For each line below with the word "INSTRUCTIONS", write out a copy.

(Collected data entries)

══════════

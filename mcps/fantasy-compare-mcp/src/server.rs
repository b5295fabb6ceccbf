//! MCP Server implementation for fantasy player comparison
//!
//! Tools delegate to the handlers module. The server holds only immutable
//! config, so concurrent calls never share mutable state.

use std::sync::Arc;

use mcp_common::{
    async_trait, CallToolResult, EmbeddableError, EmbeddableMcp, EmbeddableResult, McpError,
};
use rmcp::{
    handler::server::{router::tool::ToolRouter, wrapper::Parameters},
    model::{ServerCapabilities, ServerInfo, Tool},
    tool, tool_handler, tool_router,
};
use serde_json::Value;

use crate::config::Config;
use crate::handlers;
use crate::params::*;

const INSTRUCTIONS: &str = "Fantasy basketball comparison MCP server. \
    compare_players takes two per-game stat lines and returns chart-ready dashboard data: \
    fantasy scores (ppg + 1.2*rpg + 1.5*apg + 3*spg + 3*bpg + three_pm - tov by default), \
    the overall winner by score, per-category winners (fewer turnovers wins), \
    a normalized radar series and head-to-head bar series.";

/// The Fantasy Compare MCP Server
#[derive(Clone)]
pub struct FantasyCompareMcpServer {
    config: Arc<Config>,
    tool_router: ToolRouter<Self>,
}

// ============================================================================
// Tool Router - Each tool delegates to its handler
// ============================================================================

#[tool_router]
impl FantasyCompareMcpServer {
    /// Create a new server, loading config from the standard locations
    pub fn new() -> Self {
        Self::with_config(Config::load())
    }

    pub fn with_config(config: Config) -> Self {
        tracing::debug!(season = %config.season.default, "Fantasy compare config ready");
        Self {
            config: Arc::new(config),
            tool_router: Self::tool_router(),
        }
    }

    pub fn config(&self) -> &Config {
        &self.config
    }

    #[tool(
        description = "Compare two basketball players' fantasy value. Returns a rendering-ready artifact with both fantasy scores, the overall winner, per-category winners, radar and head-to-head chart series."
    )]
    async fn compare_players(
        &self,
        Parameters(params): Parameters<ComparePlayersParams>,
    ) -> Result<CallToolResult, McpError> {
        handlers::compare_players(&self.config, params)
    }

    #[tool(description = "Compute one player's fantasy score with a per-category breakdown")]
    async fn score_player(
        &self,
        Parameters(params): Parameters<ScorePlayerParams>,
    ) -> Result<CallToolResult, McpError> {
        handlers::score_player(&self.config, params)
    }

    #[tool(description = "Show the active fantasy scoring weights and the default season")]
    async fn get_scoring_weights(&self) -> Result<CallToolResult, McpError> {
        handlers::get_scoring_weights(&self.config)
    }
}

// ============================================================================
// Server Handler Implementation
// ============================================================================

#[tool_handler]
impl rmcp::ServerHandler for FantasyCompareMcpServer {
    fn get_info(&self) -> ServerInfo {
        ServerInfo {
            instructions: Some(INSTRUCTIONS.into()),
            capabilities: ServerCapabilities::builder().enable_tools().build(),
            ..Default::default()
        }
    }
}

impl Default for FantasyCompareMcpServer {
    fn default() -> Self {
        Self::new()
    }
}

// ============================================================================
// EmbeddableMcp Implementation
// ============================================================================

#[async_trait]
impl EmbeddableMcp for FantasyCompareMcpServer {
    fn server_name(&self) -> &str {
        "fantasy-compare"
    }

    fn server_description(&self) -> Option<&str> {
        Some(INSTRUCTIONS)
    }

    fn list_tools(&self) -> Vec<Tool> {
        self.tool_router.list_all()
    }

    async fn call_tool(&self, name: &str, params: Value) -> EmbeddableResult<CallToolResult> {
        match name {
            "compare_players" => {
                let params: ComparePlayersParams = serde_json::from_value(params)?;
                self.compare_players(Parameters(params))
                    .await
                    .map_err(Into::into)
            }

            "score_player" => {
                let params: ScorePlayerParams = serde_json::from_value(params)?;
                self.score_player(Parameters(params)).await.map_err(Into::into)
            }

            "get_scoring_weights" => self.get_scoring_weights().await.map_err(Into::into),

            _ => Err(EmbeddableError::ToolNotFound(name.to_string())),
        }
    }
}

══════════

> [Result of the task]
const INSTRUCTIONS: &str = "Fantasy basketball comparison MCP server. \
            instructions: Some(INSTRUCTIONS.into()),
        Some(INSTRUCTIONS)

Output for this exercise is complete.